ブルックナーの風景(7): ヴァイヒブルク小路3番地

これもインターネットの世の中になったおかげで、旅行が変わったという類の話です。

今回のウィーン旅行ではブルックナーをテーマにして色々と歩いてみたわけですが、そのためにあれこれとネットを検索して情報を仕入れました。その中で、ひとつよく分からない情報があったのです。ウィーンっ子の個人サイトだったと思うのですが、あるところにブルックナーの記念プレートがあると書いてある。ウィーンのどまんなか、ケルントナー通りの脇です。でも、そんなところにブルックナーは住んでいないし、いったいなんだろうと思いながら、その住所に出向いてみました。




住所の場所にあったのは小ぶりなホテルでした。でも、ブルックナーの銘板なんてない。もしかしたらガセネタだったかなと思いながら、ホテルを覗いてみると、ありました。これでした。お客さんの歴代著名人のリストが入口枠のガラスに掲げられていました。

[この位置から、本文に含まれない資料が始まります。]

use std::io::{self, Write};
use std::path::PathBuf;

use anyhow::{Context, Result, bail};
use chrono::Local;
use clap::{Args, Parser, Subcommand};

use data_extractor::config::{ExportTarget, ExtractJob};
use data_extractor::data::catalog::FileKind;
use data_extractor::data::loader;
use data_extractor::data::merge::extract;
use data_extractor::export::{default_file_name, export_to_path};
use data_extractor::state::ViewState;

// ---------------------------------------------------------------------------
// Command line
// ---------------------------------------------------------------------------

#[derive(Parser)]
#[command(name = "data-extractor")]
#[command(about = "Extract time-aligned tag values from timestamped log files")]
pub struct Cli {
    #[command(subcommand)]
    pub command: Command,
}

#[derive(Subcommand)]
pub enum Command {
    /// List the column names of a csv, txt or xlsx file
    Tags {
        /// Data file to inspect
        file: PathBuf,
    },
    /// Merge log files over a time window and print a resampled view
    Extract(ExtractArgs),
}

#[derive(Args)]
pub struct ExtractArgs {
    /// JSON job file; other flags override its fields
    #[arg(long)]
    job: Option<PathBuf>,

    /// Input files named like `Plant_20180901-000000.csv`
    #[arg(long, num_args = 1..)]
    files: Vec<PathBuf>,

    /// Tags to extract (comma separated or repeated)
    #[arg(long, value_delimiter = ',')]
    tags: Vec<String>,

    /// File listing tags separated by spaces, commas, tabs or newlines
    #[arg(long)]
    tag_file: Option<PathBuf>,

    /// Window start, e.g. "2018/9/1 06:00:00"
    #[arg(long)]
    start: Option<String>,

    /// Window end
    #[arg(long)]
    end: Option<String>,

    /// Keep every N-th in-window sample
    #[arg(long)]
    interval: Option<usize>,

    /// Display points per tag
    #[arg(long)]
    points: Option<usize>,

    /// strftime pattern for point labels
    #[arg(long)]
    label_format: Option<String>,

    /// Write the extracted window to this file (.csv or .txt); a directory
    /// gets a timestamped default name
    #[arg(long)]
    export: Option<PathBuf>,

    /// Export delimiter, overriding the export file's extension
    #[arg(long, value_parser = parse_kind)]
    kind: Option<FileKind>,
}

fn parse_kind(text: &str) -> Result<FileKind, String> {
    FileKind::from_extension(text).ok_or_else(|| format!("expected csv or txt, got {text:?}"))
}

impl ExtractArgs {
    /// The job file (if any) with every given flag applied on top.
    fn into_job(self) -> Result<ExtractJob> {
        let mut job = match &self.job {
            Some(path) => ExtractJob::from_path(path)?,
            None => {
                let (Some(start), Some(end)) = (&self.start, &self.end) else {
                    bail!("--start and --end are required without --job");
                };
                ExtractJob::new(Vec::new(), Vec::new(), start.clone(), end.clone())
            }
        };

        if !self.files.is_empty() {
            job.files = self.files;
        }
        if !self.tags.is_empty() {
            job.tags = self.tags;
        }
        if let Some(tag_file) = self.tag_file {
            job.tag_file = Some(tag_file);
        }
        if let Some(start) = self.start {
            job.start = start;
        }
        if let Some(end) = self.end {
            job.end = end;
        }
        if let Some(interval) = self.interval {
            job.interval = interval;
        }
        if let Some(points) = self.points {
            job.points = points;
        }
        if let Some(label_format) = self.label_format {
            job.label_format = label_format;
        }
        if let Some(path) = self.export {
            job.export = Some(ExportTarget {
                path,
                kind: self.kind,
            });
        } else if let (Some(export), Some(kind)) = (job.export.as_mut(), self.kind) {
            export.kind = Some(kind);
        }
        Ok(job)
    }
}

// ---------------------------------------------------------------------------
// Commands
// ---------------------------------------------------------------------------

pub fn run(cli: Cli) -> Result<()> {
    match cli.command {
        Command::Tags { file } => list_tags(&file),
        Command::Extract(args) => run_extract(args.into_job()?),
    }
}

fn list_tags(file: &std::path::Path) -> Result<()> {
    let tags = loader::read_tags(file)?;
    let mut out = io::stdout().lock();
    for tag in tags {
        writeln!(out, "{tag}")?;
    }
    Ok(())
}

fn run_extract(job: ExtractJob) -> Result<()> {
    let request = job.request()?;
    let label_format = job.label_format()?;
    let (start, end) = request.window();

    let extraction = extract(&job.files, &request).context("extraction failed")?;
    for warning in &extraction.warnings {
        eprintln!("warning: {warning}");
    }

    let mut state = ViewState::default();
    state.points_per_line = job.points;
    state.label_format = label_format;
    state.set_dataset(extraction.dataset);
    if let Some(message) = &state.status_message {
        log::info!("{message}");
    }

    if let (Some(target), Some(dataset)) = (&job.export, &state.dataset) {
        let path = if target.path.is_dir() {
            let ext = target.kind.unwrap_or(FileKind::Csv).extension();
            target
                .path
                .join(format!("{}.{ext}", default_file_name(Local::now().naive_local())))
        } else {
            target.path.clone()
        };
        let rows = export_to_path(&path, target.kind, dataset, start, end)?;
        eprintln!("exported {rows} rows to {}", path.display());
    }

    print_view(&state)
}

/// Tab-separated table of the resampled view on stdout.
fn print_view(state: &ViewState) -> Result<()> {
    let Some(dataset) = &state.dataset else {
        return Ok(());
    };
    let mut out = csv::WriterBuilder::new()
        .delimiter(b'\t')
        .from_writer(io::stdout().lock());

    let mut header = vec!["Time"];
    header.extend(dataset.tags().iter().map(String::as_str));
    out.write_record(&header)?;

    for (i, label) in state.view.labels.iter().enumerate() {
        let mut record = vec![label.clone()];
        record.extend(state.view.series.iter().map(|column| column[i].to_string()));
        out.write_record(&record)?;
    }
    out.flush()?;
    Ok(())
}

モーツァルトクララ・シューマン、リスト、ロシアの作曲家のアントン・ルービンシテイン、ワーグナーと続いて、その下にブルックナーの名前がありました。そういう話だったんですね。訪れたのは1859年とあります。ブルックナーがヴェーリンガー通り41番地に住み始めたのが1867年ですので、リンツにいた当時、ウィーンに出てきた際に投宿したようです。
それにしても、「モーツァルト様が1767年にお泊まりになりました」って、どんだけ由緒正しいホテルなんだよと思いましたことよ。年表を紐解くと、日本では田沼意次の頃でした。